* _Exercise details_: Isolate every line in the data with the string "derive" and copy it.

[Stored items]
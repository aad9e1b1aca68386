//! Request middleware: request ID correlation and concurrency limiting.
//!
//! Generates a UUID v4 for each incoming request and creates a tracing span
//! that wraps the entire request lifecycle. The ID is echoed back in the
//! `x-request-id` response header.

use std::sync::Arc;
use std::time::Instant;

use axum::{
    extract::{Request, State},
    middleware::Next,
    response::{IntoResponse, Response},
};
use http::header::HeaderValue;
use http::StatusCode;
use tokio::sync::Semaphore;
use tracing::Instrument;
use uuid::Uuid;

/// Response header carrying the request ID
pub const REQUEST_ID_HEADER: &str = "x-request-id";

/// Request ID, available from request extensions.
#[derive(Clone, Copy, Debug)]
pub struct RequestId(pub Uuid);

/// Middleware that generates a request ID and creates a request span.
///
/// This should be the outermost middleware layer so the span wraps
/// all request processing, including other middleware and handlers.
pub async fn request_id_layer(mut request: Request, next: Next) -> Response {
    let request_id = Uuid::new_v4();

    // The webhook path embeds the bot token; keep it out of logs
    let path = request.uri().path();
    let logged_path = if path.contains(':') { "/<webhook>" } else { path };

    let span = tracing::info_span!(
        "request",
        request_id = %request_id,
        method = %request.method(),
        path = %logged_path,
        duration_ms = tracing::field::Empty,
    );

    let start = Instant::now();
    request.extensions_mut().insert(RequestId(request_id));

    async move {
        let mut response = next.run(request).await;
        let duration_ms = start.elapsed().as_millis() as u64;

        tracing::Span::current().record("duration_ms", duration_ms);
        let status = response.status();
        if status.is_server_error() {
            tracing::warn!(status = status.as_u16(), duration_ms, "Request failed");
        } else {
            tracing::info!(status = status.as_u16(), duration_ms, "Request completed");
        }

        if let Ok(value) = HeaderValue::from_str(&request_id.to_string()) {
            response.headers_mut().insert(REQUEST_ID_HEADER, value);
        }
        response
    }
    .instrument(span)
    .await
}

/// Shared permit pool capping in-flight requests.
#[derive(Clone)]
pub struct ConcurrencyLimit(Arc<Semaphore>);

impl ConcurrencyLimit {
    pub fn new(max_in_flight: usize) -> Self {
        Self(Arc::new(Semaphore::new(max_in_flight)))
    }

    pub fn available(&self) -> usize {
        self.0.available_permits()
    }
}

/// Middleware that holds a permit for the duration of each request.
///
/// Requests beyond the limit wait for a permit rather than being rejected.
pub async fn concurrency_limit_layer(
    State(limit): State<ConcurrencyLimit>,
    request: Request,
    next: Next,
) -> Response {
    let _permit = match limit.0.acquire_owned().await {
        Ok(permit) => permit,
        Err(_) => return StatusCode::SERVICE_UNAVAILABLE.into_response(),
    };
    next.run(request).await
}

* _Response below_:
#[derive(Clone, Copy, Debug)]
#[derive(Clone)]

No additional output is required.